Retailers had been very downbeat about prospects for January following a poor December, with like-for-like sales rising only 0.3%. This week’s figures will come as a relief, but the BRC is likely to warn that any strength is likely to be temporary.
This will be the big fear if the warning of many redundancies from the Chartered Institute of Personnel and Development comes true. Its winter labour market outlook, also in conjunction with KPMG, is set to show that 38% of the more than 1,500 employers surveyed plan redundancies over the next three months, with a quarter intending to let go at least 10 employees.
Although it is normal for a proportion of employers to be planning redundancies, the latest figure is sharply up on the 17% number three months ago.
Global IT Forecast Cut
The Financial Times is reporting Global IT spending forecasts cut on recession fears.
Forecasts for global IT spending in 2008 have been cut, as fears of a recession in the US puts the brakes on growth.
Global spending on IT goods and services is expected to grow to just $1,695bn in 2008, a 6 per cent increase on last year, according to Forrester Research, the market research group. This represents a significant slowdown from 12 per cent growth last year.

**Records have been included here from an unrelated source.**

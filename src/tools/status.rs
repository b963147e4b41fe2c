//! Ironlog Status Tool
//!
//! Provides runtime status information about the ironlog service.

use serde::Serialize;
use std::path::PathBuf;
use std::time::Instant;
use sysinfo::{Pid, ProcessesToUpdate, System};

use crate::build_info::BuildInfo;
use crate::metrics::EnergyConfig;

/// Workout logging instructions for AI assistants
pub const WORKOUT_INSTRUCTIONS: &str = r#"
# Ironlog Workout Logging Instructions

This guide explains how to log strength workouts and body measurements with the ironlog tools.

## Overview

A workout is built from three layers:
1. **Workout** - one training session for a user (title, time, optional duration and intensity)
2. **Workout exercises** - catalog exercises added to the workout in order
3. **Sets** - reps, weight, rest before the set, and a warmup flag

Calories are re-estimated every time any of these change. You never supply calories yourself.

---

## Typical Workflow

1. `create_user` once, then `update_user_profile` with body weight (kg), height and gender
2. `add_exercise` for each movement not yet in the catalog (category: `compound` or `isolation`)
3. `create_workout` for the session
4. `add_workout_exercise` for each movement, in the order performed
5. `add_exercise_set` for every set, including warmups (`is_warmup: true`)
6. `get_workout` to review the summary and energy breakdown

For a routine session, save the exercise list once with `create_workout_template`, then
`start_workout_from_template` replaces steps 3 and 4.

Each workout exercise also carries `one_rep_max`: the best estimated 1RM over its working sets
(average of the Epley, Brzycki and Lander formulas, reps capped at 15).

---

## How Calories Are Estimated

```
Calories = MET x body_weight_kg x duration_hours
```

### MET selection

An explicit intensity overrides everything:

| Intensity | MET |
|-----------|-----|
| high | 6.0 |
| low | 3.0 |
| medium | automatic (see below) |

Automatic classification looks at working sets only (warmups are ignored) and takes the first rule that matches:

| Rule | Condition | MET |
|------|-----------|-----|
| powerlifting | max weight > 100 kg and average rest > 3 min | 5.0 |
| vigorous | compound share > 50%, max weight > 50 kg, average rest < 2 min | 6.0 |
| moderate | compound share > 30% or more than 15 sets | 3.5 |
| light | everything else | 3.0 |

### Duration

- If the workout's logged duration is at least 6 minutes it is used as-is
- Otherwise duration is inferred: 30 seconds per working set plus all logged rest

### Body weight

The profile body weight is used. Without one, 70 kg is assumed and the response says so (`body_weight_source: "default"`).
Changing the profile body weight re-estimates every stored workout of that user.

---

## Body Measurements

`log_body_measurement` stores height, weight, waist, neck and (for women) hips, all in cm/kg.
A US Navy body-fat estimate is computed and stored with the measurement.

- Men: waist must be larger than neck
- Women: hips are required
- Results outside 0-50% are discarded, never clamped

When no estimate is stored, `body_fat_unavailable_reason` explains why. Use `estimate_body_fat` to try numbers without saving them.

---

## Notes

- Timestamps default to the current time if not provided
- Deleting a workout deletes its exercises and sets (cascade)
- Exercise order and set numbers are assigned automatically (1, 2, 3, ...)
"#;

/// Runtime status of the ironlog service
#[derive(Debug, Clone, Serialize)]
pub struct IronlogStatus {
    /// Build information
    pub build_number: u64,
    pub build_timestamp: &'static str,
    pub version: &'static str,

    /// Database information
    pub database_path: String,
    pub database_size_bytes: Option<u64>,

    /// Estimator settings in effect
    pub energy_config: EnergyConfig,

    /// Process information
    pub uptime_seconds: u64,
    pub process_id: u32,
    pub memory_usage_bytes: u64,
}

/// Status tracker for collecting runtime information
pub struct StatusTracker {
    start_time: Instant,
    database_path: PathBuf,
    energy_config: EnergyConfig,
}

impl StatusTracker {
    pub fn new(database_path: PathBuf, energy_config: EnergyConfig) -> Self {
        Self {
            start_time: Instant::now(),
            database_path,
            energy_config,
        }
    }

    /// Get the current status
    pub fn get_status(&self) -> IronlogStatus {
        let build_info = BuildInfo::current();

        let database_size_bytes = std::fs::metadata(&self.database_path)
            .ok()
            .map(|m| m.len());

        let pid = std::process::id();
        let mut sys = System::new();
        sys.refresh_processes(ProcessesToUpdate::Some(&[Pid::from_u32(pid)]));

        let memory_usage_bytes = sys
            .process(Pid::from_u32(pid))
            .map(|p| p.memory())
            .unwrap_or(0);

        IronlogStatus {
            build_number: build_info.build_number,
            build_timestamp: build_info.build_timestamp,
            version: build_info.version,
            database_path: self.database_path.display().to_string(),
            database_size_bytes,
            energy_config: self.energy_config,
            uptime_seconds: self.start_time.elapsed().as_secs(),
            process_id: pid,
            memory_usage_bytes,
        }
    }
}

#[cfg(test)]
mod tests {
    use super::*;

    #[test]
    fn test_status_for_missing_database() {
        let tracker = StatusTracker::new(PathBuf::from("does/not/exist.db"), EnergyConfig::default());
        let status = tracker.get_status();

        assert_eq!(status.database_size_bytes, None);
        assert_eq!(status.process_id, std::process::id());
        assert_eq!(status.energy_config, EnergyConfig::default());
    }
}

Only two months ago, Forrester predicted IT spending would grow 9 per cent to $1,7580bn this year, but the group has pared this forecast back after a series of poor reports on the US economy.
IT spending growth in the US, which accounts for about a third of the global total, is expected to slow to 2.8 per cent, from 6.2 per cent growth last year.
Spending in Asia is expected to be about 9 per cent, the strongest region for growth, but still representing a slowdown from 15 per cent growth last year.
In Europe, IT spending growth will fall from 15 per cent last year to 5 per cent.
Bad news on the global economy has been pouring out for months. Paulson had no choice to dismiss it. Then again, the administration is still talking as if a recession that 70% of the population knows we are in can somehow be prevented.